Polgreen L E, Miller B S
University of Minnesota, Department of Pediatrics, Division of Endocrinology, Minneapolis, MN, USA.
J Pediatr Rehabil Med. 2010;3(1):25-38. doi: 10.3233/PRM-2010-0106.
Short stature is characteristic of patients with mucopolysaccharidosis (MPS) diseases. For children with skeletal dysplasias, such as MPS, it is important to know the natural history of growth. An understanding of the natural growth pattern in each MPS disease provides a measurement to which treatments can be compared, as well as data which can help families and providers make individualized decisions about growth promoting treatments. Multiple advancements have been made in the treatment of MPS with both hematopoietic cell transplantation (HCT) and enzyme replacement therapy (ERT). The long term benefit of these treatments on growth is unknown.
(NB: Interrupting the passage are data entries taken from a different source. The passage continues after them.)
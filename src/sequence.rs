use std::fmt::{Display, Formatter};

/// The alternating bit of the stop-and-wait protocol: a sender flips it for every acknowledged
///  packet, and a receiver flips its expectation for every accepted packet.
#[derive(Copy, Clone, Eq, PartialEq, Hash, Debug, Default)]
pub struct SequenceBit(bool);

impl Display for SequenceBit {
    fn fmt(&self, f: &mut Formatter<'_>) -> std::fmt::Result {
        write!(f, "{}", self.to_wire())
    }
}

impl SequenceBit {
    pub const ZERO: SequenceBit = SequenceBit(false);
    pub const ONE: SequenceBit = SequenceBit(true);

    /// Returns `None` for anything other than 0 or 1
    pub fn from_wire(value: u8) -> Option<SequenceBit> {
        match value {
            0 => Some(Self::ZERO),
            1 => Some(Self::ONE),
            _ => None,
        }
    }

    pub fn to_wire(&self) -> u8 {
        self.0 as u8
    }

    #[must_use]
    pub fn flipped(&self) -> SequenceBit {
        SequenceBit(!self.0)
    }

    pub fn flip(&mut self) {
        self.0 = !self.0;
    }
}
This article will review the published data on growth in children with MPS, and describe preliminary data on the use of human growth hormone (hGH) in children with MPS.
身材矮小是黏多糖贮积症(MPS)患者的特征。对于患有骨骼发育不良的儿童,如MPS患者,了解生长的自然史很重要。了解每种MPS疾病的自然生长模式可提供一个用于比较治疗效果的衡量标准,以及有助于家庭和医疗服务提供者就促进生长的治疗做出个性化决策的数据。造血细胞移植(HCT)和酶替代疗法(ERT)在MPS治疗方面均取得了多项进展。这些治疗对生长的长期益处尚不清楚。本文将回顾已发表的关于MPS患儿生长的数据,并描述使用人生长激素(hGH)治疗MPS患儿的初步数据。